== Goal of the exercise ==
For this exercise, repeat the records below exactly as written.

== The records ==

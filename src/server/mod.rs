//! HTTP endpoints
//!
//! `GET /` is a liveness check; `POST /ask` answers a question through the
//! shared [`RagChain`].

mod handlers;

#[cfg(test)]
mod tests;

use axum::{
    http::HeaderValue,
    routing::{get, post},
    Router,
};
use std::sync::Arc;
use tower_http::cors::{AllowOrigin, Any, CorsLayer};
use tower_http::trace::TraceLayer;

use ragapi_rag::RagChain;

pub use handlers::{ApiError, AskRequest, AskResponse};

/// Browser origins allowed to call the API (local development front ends)
pub const ALLOWED_ORIGINS: [&str; 4] = [
    "http://localhost",
    "http://localhost:5500",
    "http://127.0.0.1:5500",
    "http://127.0.0.1:8000",
];

/// State shared read-only by every request
#[derive(Clone)]
pub struct AppState {
    pub chain: Arc<RagChain>,
}

impl AppState {
    pub fn new(chain: RagChain) -> Self {
        Self {
            chain: Arc::new(chain),
        }
    }
}

/// Create the application router
pub fn create_router(state: AppState) -> Router {
    Router::new()
        .route("/", get(handlers::root))
        .route("/ask", post(handlers::ask))
        .layer(TraceLayer::new_for_http())
        .layer(cors_layer())
        .with_state(state)
}

fn cors_layer() -> CorsLayer {
    let origins: Vec<HeaderValue> = ALLOWED_ORIGINS
        .iter()
        .copied()
        .map(HeaderValue::from_static)
        .collect();

    CorsLayer::new()
        .allow_origin(AllowOrigin::list(origins))
        .allow_methods(Any)
        .allow_headers(Any)
}
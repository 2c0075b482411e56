//! Context formatting for retrieved documents

/// Separator placed between consecutive documents in the formatted context.
pub const DOCUMENT_SEPARATOR: &str = "\n\n";

/// Join document texts into a single context string, preserving order.
///
/// An empty slice yields an empty string.
pub fn format_docs<S: AsRef<str>>(docs: &[S]) -> String {
    docs.iter()
        .map(AsRef::as_ref)
        .collect::<Vec<_>>()
        .join(DOCUMENT_SEPARATOR)
}

#[cfg(test)]
mod tests {
    use super::*;

    #[test]
    fn joins_with_blank_line() {
        assert_eq!(format_docs(&["doc1 text", "doc2 text"]), "doc1 text\n\ndoc2 text");
    }

    #[test]
    fn empty_input_is_empty_context() {
        let docs: Vec<String> = Vec::new();
        assert_eq!(format_docs(&docs), "");
    }

    #[test]
    fn single_document_has_no_separator() {
        assert_eq!(format_docs(&["only".to_string()]), "only");
    }

    #[test]
    fn preserves_input_order() {
        let docs = ["c", "a", "b"];
        assert_eq!(format_docs(&docs), "c\n\na\n\nb");
    }
}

== Result for this exercise ==
filename src/server/mod.rs
//! HTTP endpoints
//!
//! `GET /` is a liveness check; `POST /ask` answers a question through the
//! shared [`RagChain`].

mod handlers;

#[cfg(test)]
mod tests;

use axum::{
    http::HeaderValue,
    routing::{get, post},
    Router,
};
use std::sync::Arc;
use tower_http::cors::{AllowOrigin, Any, CorsLayer};
use tower_http::trace::TraceLayer;

use ragapi_rag::RagChain;

pub use handlers::{ApiError, AskRequest, AskResponse};

/// Browser origins allowed to call the API (local development front ends)
pub const ALLOWED_ORIGINS: [&str; 4] = [
    "http://localhost",
    "http://localhost:5500",
    "http://127.0.0.1:5500",
    "http://127.0.0.1:8000",
];

/// State shared read-only by every request
#[derive(Clone)]
pub struct AppState {
    pub chain: Arc<RagChain>,
}

impl AppState {
    pub fn new(chain: RagChain) -> Self {
        Self {
            chain: Arc::new(chain),
        }
    }
}

/// Create the application router
pub fn create_router(state: AppState) -> Router {
    Router::new()
        .route("/", get(handlers::root))
        .route("/ask", post(handlers::ask))
        .layer(TraceLayer::new_for_http())
        .layer(cors_layer())
        .with_state(state)
}

fn cors_layer() -> CorsLayer {
    let origins: Vec<HeaderValue> = ALLOWED_ORIGINS
        .iter()
        .copied()
        .map(HeaderValue::from_static)
        .collect();

    CorsLayer::new()
        .allow_origin(AllowOrigin::list(origins))
        .allow_methods(Any)
        .allow_headers(Any)
}
repository 2c0075b482411e56
//! Context formatting for retrieved documents

/// Separator placed between consecutive documents in the formatted context.
pub const DOCUMENT_SEPARATOR: &str = "\n\n";

/// Join document texts into a single context string, preserving order.
///
/// An empty slice yields an empty string.
pub fn format_docs<S: AsRef<str>>(docs: &[S]) -> String {
    docs.iter()
        .map(AsRef::as_ref)
        .collect::<Vec<_>>()
        .join(DOCUMENT_SEPARATOR)
}

#[cfg(test)]
mod tests {
    use super::*;

    #[test]
    fn joins_with_blank_line() {
        assert_eq!(format_docs(&["doc1 text", "doc2 text"]), "doc1 text\n\ndoc2 text");
    }

    #[test]
    fn empty_input_is_empty_context() {
        let docs: Vec<String> = Vec::new();
        assert_eq!(format_docs(&docs), "");
    }

    #[test]
    fn single_document_has_no_separator() {
        assert_eq!(format_docs(&["only".to_string()]), "only");
    }

    #[test]
    fn preserves_input_order() {
        let docs = ["c", "a", "b"];
        assert_eq!(format_docs(&docs), "c\n\na\n\nb");
    }
}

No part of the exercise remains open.